━━ EXTRACTED RECORDS
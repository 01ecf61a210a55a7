//! Crawler configuration
//!
//! Settings consumed by the crawl, loadable from YAML. Every field has a
//! default, so an empty document is a valid configuration:
//!
//! ```yaml
//! api_url: https://api.github.com
//! token: ghp_xxx
//! max_retries: 3
//! backoff_factor: 0.5
//! ```

use crate::error::{Error, Result};
use crate::http::{RateLimiterConfig, TransportConfig};
use crate::types::OptionStringExt;
use serde::{Deserialize, Serialize};
use std::path::Path;
use std::time::Duration;
use url::Url;

/// Media type requested from the API
pub const ACCEPT_HEADER: &str = "application/vnd.github.v3+json";

/// Public GitHub REST endpoint
pub const DEFAULT_API_URL: &str = "https://api.github.com";

/// Configuration for an organization crawl
#[derive(Clone, PartialEq, Serialize, Deserialize)]
#[serde(default)]
pub struct CrawlerConfig {
    /// Root of the REST API
    pub api_url: String,

    /// API token sent as `Authorization: token <T>`
    pub token: Option<String>,

    /// Retries after the first attempt on transient failures
    pub max_retries: u32,

    /// Backoff factor in seconds
    pub backoff_factor: f64,

    /// Upper bound on a single backoff delay
    pub max_backoff_secs: u64,

    /// Per-request timeout
    pub timeout_secs: u64,

    /// Remaining quota below which requests are paced
    pub low_water_mark: i64,

    /// Rate limit wait when the server gives no hint
    pub default_wait_secs: u64,

    /// User agent string
    pub user_agent: String,
}

impl Default for CrawlerConfig {
    fn default() -> Self {
        Self {
            api_url: DEFAULT_API_URL.to_string(),
            token: None,
            max_retries: 3,
            backoff_factor: 0.5,
            max_backoff_secs: 120,
            timeout_secs: 30,
            low_water_mark: 10,
            default_wait_secs: 60,
            user_agent: format!("org-crawler/{}", env!("CARGO_PKG_VERSION")),
        }
    }
}

impl std::fmt::Debug for CrawlerConfig {
    fn fmt(&self, f: &mut std::fmt::Formatter<'_>) -> std::fmt::Result {
        f.debug_struct("CrawlerConfig")
            .field("api_url", &self.api_url)
            .field("token", &self.token.as_ref().map(|_| "<redacted>"))
            .field("max_retries", &self.max_retries)
            .field("backoff_factor", &self.backoff_factor)
            .field("max_backoff_secs", &self.max_backoff_secs)
            .field("timeout_secs", &self.timeout_secs)
            .field("low_water_mark", &self.low_water_mark)
            .field("default_wait_secs", &self.default_wait_secs)
            .field("user_agent", &self.user_agent)
            .finish()
    }
}

impl CrawlerConfig {
    /// Parse a YAML document
    pub fn from_yaml_str(yaml: &str) -> Result<Self> {
        if yaml.trim().is_empty() {
            return Ok(Self::default());
        }
        let config: Self = serde_yaml::from_str(yaml)?;
        config.validate()?;
        Ok(config)
    }

    /// Load a YAML file
    pub fn from_file(path: impl AsRef<Path>) -> Result<Self> {
        let path = path.as_ref();
        if !path.exists() {
            return Err(Error::FileNotFound {
                path: path.display().to_string(),
            });
        }
        let content = std::fs::read_to_string(path)?;
        Self::from_yaml_str(&content)
    }

    /// Set the token
    #[must_use]
    pub fn with_token(mut self, token: impl Into<String>) -> Self {
        self.token = Some(token.into());
        self
    }

    /// Set the API root
    #[must_use]
    pub fn with_api_url(mut self, api_url: impl Into<String>) -> Self {
        self.api_url = api_url.into();
        self
    }

    /// Check values that would otherwise fail later
    pub fn validate(&self) -> Result<()> {
        let url = Url::parse(&self.api_url)
            .map_err(|e| Error::invalid_value("api_url", e.to_string()))?;
        if url.cannot_be_a_base() {
            return Err(Error::invalid_value("api_url", "must be a hierarchical URL"));
        }
        if !self.backoff_factor.is_finite() || self.backoff_factor < 0.0 {
            return Err(Error::invalid_value(
                "backoff_factor",
                "must be a non-negative number",
            ));
        }
        if self.timeout_secs == 0 {
            return Err(Error::invalid_value("timeout_secs", "must be at least 1"));
        }
        Ok(())
    }

    /// Token, if one is set and not blank
    pub fn token(&self) -> Option<String> {
        self.token.clone().none_if_empty()
    }

    /// URL of the organization's repository collection
    pub fn org_repos_url(&self, org: &str) -> Result<String> {
        let org = org.trim();
        if org.is_empty() {
            return Err(Error::invalid_value("org", "organization name is empty"));
        }

        let mut url = Url::parse(&self.api_url)?;
        url.path_segments_mut()
            .map_err(|()| Error::invalid_value("api_url", "must be a hierarchical URL"))?
            .pop_if_empty()
            .extend(["orgs", org, "repos"]);
        Ok(url.to_string())
    }

    /// Transport settings, including the `Accept` and `Authorization` headers
    pub fn transport_config(&self) -> TransportConfig {
        let mut builder = TransportConfig::builder()
            .timeout(Duration::from_secs(self.timeout_secs))
            .max_retries(self.max_retries)
            .backoff(
                self.backoff_factor,
                Duration::from_secs(self.max_backoff_secs),
            )
            .user_agent(&self.user_agent)
            .header("Accept", ACCEPT_HEADER);
        if let Some(token) = self.token() {
            builder = builder.header("Authorization", format!("token {token}"));
        }
        builder.build()
    }

    /// Rate limiter settings
    pub fn rate_limiter_config(&self) -> RateLimiterConfig {
        RateLimiterConfig::new(
            self.low_water_mark,
            Duration::from_secs(self.default_wait_secs),
        )
    }
}

#[cfg(test)]
mod tests {
    use super::*;
    use pretty_assertions::assert_eq;
    use std::io::Write;

    #[test]
    fn test_default_config() {
        let config = CrawlerConfig::default();
        assert_eq!(config.api_url, "https://api.github.com");
        assert_eq!(config.token, None);
        assert_eq!(config.max_retries, 3);
        assert!((config.backoff_factor - 0.5).abs() < f64::EPSILON);
        assert_eq!(config.low_water_mark, 10);
        assert_eq!(config.default_wait_secs, 60);
        assert!(config.validate().is_ok());
    }

    #[test]
    fn test_from_yaml_partial_document() {
        let config = CrawlerConfig::from_yaml_str(
            r"
api_url: https://ghe.example.com/api/v3
token: abc123
max_retries: 5
",
        )
        .unwrap();
        assert_eq!(config.api_url, "https://ghe.example.com/api/v3");
        assert_eq!(config.token(), Some("abc123".to_string()));
        assert_eq!(config.max_retries, 5);
        assert!((config.backoff_factor - 0.5).abs() < f64::EPSILON);
    }

    #[test]
    fn test_from_yaml_empty_document() {
        assert_eq!(
            CrawlerConfig::from_yaml_str("  \n").unwrap(),
            CrawlerConfig::default()
        );
    }

    #[test]
    fn test_from_yaml_rejects_bad_values() {
        let err = CrawlerConfig::from_yaml_str("backoff_factor: -1.0").unwrap_err();
        assert!(matches!(err, Error::InvalidConfigValue { ref field, .. } if field == "backoff_factor"));

        let err = CrawlerConfig::from_yaml_str("api_url: not a url").unwrap_err();
        assert!(matches!(err, Error::InvalidConfigValue { ref field, .. } if field == "api_url"));

        let err = CrawlerConfig::from_yaml_str("timeout_secs: 0").unwrap_err();
        assert!(matches!(err, Error::InvalidConfigValue { ref field, .. } if field == "timeout_secs"));

        let err = CrawlerConfig::from_yaml_str("max_retries: lots").unwrap_err();
        assert!(matches!(err, Error::YamlParse(_)));
    }

    #[test]
    fn test_from_file() {
        let mut file = tempfile::NamedTempFile::new().unwrap();
        writeln!(file, "max_retries: 7\nlow_water_mark: 50").unwrap();

        let config = CrawlerConfig::from_file(file.path()).unwrap();
        assert_eq!(config.max_retries, 7);
        assert_eq!(config.low_water_mark, 50);
    }

    #[test]
    fn test_from_missing_file() {
        let dir = tempfile::tempdir().unwrap();
        let err = CrawlerConfig::from_file(dir.path().join("absent.yaml")).unwrap_err();
        assert!(matches!(err, Error::FileNotFound { .. }));
    }

    #[test]
    fn test_blank_token_is_ignored() {
        let config = CrawlerConfig::default().with_token("   ");
        assert_eq!(config.token(), None);
        assert!(!config
            .transport_config()
            .default_headers
            .contains_key("Authorization"));
    }

    #[test]
    fn test_transport_config_headers() {
        let config = CrawlerConfig::default().with_token("secret");
        let transport = config.transport_config();
        assert_eq!(
            transport.default_headers.get("Authorization"),
            Some(&"token secret".to_string())
        );
        assert_eq!(
            transport.default_headers.get("Accept"),
            Some(&ACCEPT_HEADER.to_string())
        );
        assert_eq!(transport.max_retries, 3);
        assert_eq!(transport.timeout, Duration::from_secs(30));
    }

    #[test]
    fn test_rate_limiter_config() {
        let limiter = CrawlerConfig::default().rate_limiter_config();
        assert_eq!(limiter.low_water_mark, 10);
        assert_eq!(limiter.default_wait, Duration::from_secs(60));
    }

    #[test]
    fn test_org_repos_url() {
        let config = CrawlerConfig::default();
        assert_eq!(
            config.org_repos_url("Azure").unwrap(),
            "https://api.github.com/orgs/Azure/repos"
        );

        let config = config.with_api_url("https://ghe.example.com/api/v3/");
        assert_eq!(
            config.org_repos_url("platform team").unwrap(),
            "https://ghe.example.com/api/v3/orgs/platform%20team/repos"
        );

        assert!(config.org_repos_url("  ").is_err());
    }

    #[test]
    fn test_debug_redacts_token() {
        let config = CrawlerConfig::default().with_token("ghp_supersecret");
        let debug = format!("{config:?}");
        assert!(!debug.contains("ghp_supersecret"));
        assert!(debug.contains("<redacted>"));
    }
}
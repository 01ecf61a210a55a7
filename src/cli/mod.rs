//! CLI module
//!
//! `org-crawler <ORG>` fetches every repository of the organization and
//! prints the total plus the first few records. A partial result is
//! printed with a note and still exits successfully.

mod commands;
mod runner;

pub use commands::{Cli, OutputFormat};
pub use runner::Runner;
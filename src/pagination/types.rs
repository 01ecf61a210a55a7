//! Pagination types
//!
//! Page requests and the outcome of walking a collection.

use crate::http::HttpRequest;
use crate::types::RawItem;

/// Items requested per page. A shorter page is the last one.
pub const PAGE_SIZE: usize = 100;

/// Query parameter carrying the page size
pub const PER_PAGE_PARAM: &str = "per_page";

/// Query parameter carrying the page cursor
pub const PAGE_PARAM: &str = "page";

/// One page of a collection endpoint
#[derive(Debug, Clone, PartialEq, Eq)]
pub struct PageRequest {
    base_url: String,
    page: u32,
}

impl PageRequest {
    /// Create a request for `page` (1-based; 0 is treated as 1)
    pub fn new(base_url: impl Into<String>, page: u32) -> Self {
        Self {
            base_url: base_url.into(),
            page: page.max(1),
        }
    }

    /// Page cursor
    pub fn page(&self) -> u32 {
        self.page
    }

    /// Collection URL without paging parameters
    pub fn base_url(&self) -> &str {
        &self.base_url
    }

    /// Page URL: paging parameters are appended with `&` when the base URL
    /// already has a query string, `?` otherwise
    pub fn url(&self) -> String {
        let separator = if self.base_url.contains('?') { '&' } else { '?' };
        format!(
            "{}{separator}{PER_PAGE_PARAM}={PAGE_SIZE}&{PAGE_PARAM}={}",
            self.base_url, self.page
        )
    }

    /// Transport request for this page
    pub fn to_http_request(&self) -> HttpRequest {
        HttpRequest::get(self.url())
    }
}

/// Everything a pagination run produced
#[derive(Debug, Clone, Default, PartialEq)]
pub struct FetchOutcome {
    /// Items in server order: page order, then in-page order
    pub items: Vec<RawItem>,
    /// True when fetching was abandoned before the last page
    pub partial: bool,
    /// HTTP exchanges started, including same-page rate limit retries
    pub pages_requested: u32,
    /// Pages whose items were captured
    pub pages_fetched: u32,
    /// Why fetching was abandoned, for partial outcomes
    pub abort_reason: Option<String>,
}

impl FetchOutcome {
    /// Check if every page was fetched
    pub fn is_complete(&self) -> bool {
        !self.partial
    }

    /// Number of items collected
    pub fn len(&self) -> usize {
        self.items.len()
    }

    /// Check if no items were collected
    pub fn is_empty(&self) -> bool {
        self.items.is_empty()
    }
}

/// Where the driver's state machine is
#[derive(Debug, Clone, PartialEq, Eq)]
pub(crate) enum PageState {
    /// Fetching this page
    Fetching(u32),
    /// The last page was captured
    Done,
    /// Fetching was abandoned
    Aborted(String),
}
━━━━
■ **TASK OBJECTIVE**:
Gather up every line from the listing above in which the word "types" occurs.

■ **REPLY**:
use crate::types::OptionStringExt;
filename src/pagination/types.rs
//! Pagination types
use crate::types::RawItem;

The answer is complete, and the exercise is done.